Pesquisas iniciais indicam que os suíços rejeitaram em referendo uma proposta que criaria uma renda mensal mínima de cerca de R$ 9 mil (2500 francos suíços) para todos os cidadãos do país, independentemente de trabalharem ou não.

A proposta, que foi a plebiscito neste domingo, recebeu o “não” de 78% dos eleitores, segundo uma projeção divulgada pelo instituto de pesquisas GFS logo após o fechamento das urnas.

O valor substituiria outros subsídios e seria distribuído para todos os cidadãos e residentes no país. Para as crianças, o valor seria de R$ 2.270 (625 francos).

O governo havia se pronunciado abertamente contrário à proposta. “A iniciativa enfraquece o serviço público, danifica a estrutura pública e gera aumento de impostos e erosão no consumo”, dizia um documento do Parlamento divulgado para o público.

As autoridades afirmavam que a parte da população com ganhos inferiores a 2500 francos não teria mais incentivos para trabalhar, ao mesmo tempo em que o polpudo benefício serviria para atrair imigrantes indesejados.

‘Acesso para todos’
Os apoiadores do projeto diziam que a Suíça passaria a ser a primeira sociedade a desfrutar da prosperidade gerada pelo “dividendo digital”.

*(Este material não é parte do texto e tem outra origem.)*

use std::{fmt, str::FromStr};

use anyhow::Result;

#[derive(Clone, Copy, Debug, PartialEq)]
pub enum MarginLength {
    Px(f64),
    Percent(f64),
}

impl MarginLength {
    // percentages resolve against the root's extent along the same axis
    pub fn resolve(self, extent: f64) -> f64 {
        match self {
            MarginLength::Px(v) => v,
            MarginLength::Percent(p) => extent * p / 100.0,
        }
    }
}

impl FromStr for MarginLength {
    type Err = anyhow::Error;

    fn from_str(s: &str) -> Result<Self, Self::Err> {
        let parse = |num: &str| {
            num.parse::<f64>()
                .map_err(|_| anyhow::Error::msg(format!("invalid margin length {s}")))
        };

        if let Some(num) = s.strip_suffix("px") {
            Ok(MarginLength::Px(parse(num)?))
        } else if let Some(num) = s.strip_suffix('%') {
            Ok(MarginLength::Percent(parse(num)?))
        } else if s == "0" {
            Ok(MarginLength::Px(0.0))
        } else {
            Err(anyhow::Error::msg(format!(
                "margin length {s} must be in px or %"
            )))
        }
    }
}

impl fmt::Display for MarginLength {
    fn fmt(&self, f: &mut fmt::Formatter) -> fmt::Result {
        match self {
            MarginLength::Px(v) => write!(f, "{v}px"),
            MarginLength::Percent(p) => write!(f, "{p}%"),
        }
    }
}

// RootMargin
//
// the css-shorthand margin an intersection observer grows (positive) or shrinks
// (negative) its root by.  one to four values, in top/right/bottom/left order
#[derive(Clone, Copy, Debug, PartialEq)]
pub struct RootMargin {
    pub top: MarginLength,
    pub right: MarginLength,
    pub bottom: MarginLength,
    pub left: MarginLength,
}

impl RootMargin {
    // vertical extent, in document coordinates, of the area a section must
    // overlap to count as intersecting
    pub fn vertical_band(&self, scroll_y: f64, viewport_height: f64) -> (f64, f64) {
        let top = scroll_y - self.top.resolve(viewport_height);
        let bottom = scroll_y + viewport_height + self.bottom.resolve(viewport_height);
        (top, bottom)
    }
}

impl FromStr for RootMargin {
    type Err = anyhow::Error;

    fn from_str(s: &str) -> Result<Self, Self::Err> {
        let parts = s
            .split_whitespace()
            .map(str::parse::<MarginLength>)
            .collect::<Result<Vec<_>>>()?;

        let (top, right, bottom, left) = match parts.as_slice() {
            [all] => (*all, *all, *all, *all),
            [v, h] => (*v, *h, *v, *h),
            [t, h, b] => (*t, *h, *b, *h),
            [t, r, b, l] => (*t, *r, *b, *l),
            _ => {
                return Err(anyhow::Error::msg(format!(
                    "root margin {s:?} needs one to four lengths"
                )));
            }
        };

        Ok(RootMargin {
            top,
            right,
            bottom,
            left,
        })
    }
}

impl fmt::Display for RootMargin {
    fn fmt(&self, f: &mut fmt::Formatter) -> fmt::Result {
        write!(f, "{} {} {} {}", self.top, self.right, self.bottom, self.left)
    }
}

#[cfg(test)]
mod tests {
    use super::*;

    #[test]
    fn parses_four_value_shorthand() {
        let margin: RootMargin = "-20% 0px -70% 0px".parse().unwrap();

        assert_eq!(margin.top, MarginLength::Percent(-20.0));
        assert_eq!(margin.bottom, MarginLength::Percent(-70.0));
        assert_eq!(margin.to_string(), "-20% 0px -70% 0px");
    }

    #[test]
    fn shorter_shorthands_expand_like_css() {
        let one: RootMargin = "10px".parse().unwrap();
        assert_eq!(one.left, MarginLength::Px(10.0));

        let three: RootMargin = "1px 2px 3px".parse().unwrap();
        assert_eq!(three.left, MarginLength::Px(2.0));
        assert_eq!(three.bottom, MarginLength::Px(3.0));
    }

    #[test]
    fn bare_zero_is_allowed() {
        let margin: RootMargin = "0 0 -50px 0".parse().unwrap();

        assert_eq!(margin.bottom, MarginLength::Px(-50.0));
    }

    #[test]
    fn rejects_units_and_counts_it_cannot_use() {
        assert!("10em".parse::<RootMargin>().is_err());
        assert!("".parse::<RootMargin>().is_err());
        assert!("1px 2px 3px 4px 5px".parse::<RootMargin>().is_err());
    }

    #[test]
    fn band_shrinks_toward_the_top() {
        let margin: RootMargin = "-20% 0px -70% 0px".parse().unwrap();

        assert_eq!(margin.vertical_band(850.0, 600.0), (970.0, 1030.0));
    }
}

Com renda per capita alta e desemprego mínimo, país não carece de benefícios contra pobreza
A noção defendida por eles é de que a desassociação entre trabalho e renda será inevitável no futuro, pois cada vez mais a tecnologia está substituindo a atividade humana em países desenvolvidos.

“Robôs absorvem cada vez mais trabalho. É agora nosso dever reorganizar a sociedade de modo que a Revolução digital dê a todos uma vida digna: atividades de própria escolha e que façam sentido”, afirmaram os defensores da causa em um documento explicativo enviado aos eleitores.

“Produzimos três vezes mais do que conseguimos consumir […], mas isso não está acessível a todos. A renda mínima é um direito nesse contexto. Por que não tornar a riqueza acessível a todos?”, questiona o porta-voz do movimento pela renda mínima, Che Wagner, em entrevista à BBC Brasil.

Com uma renda per capita estimada em US$ 59 mil ao ano (R$ 211 mil) e taxa de desemprego inferior a 4%, o país não carece de políticas públicas de combate à pobreza. Isso, dizem defensores do projeto, permitiria ao país “dar-se ao luxo” de experimentar uma utopia.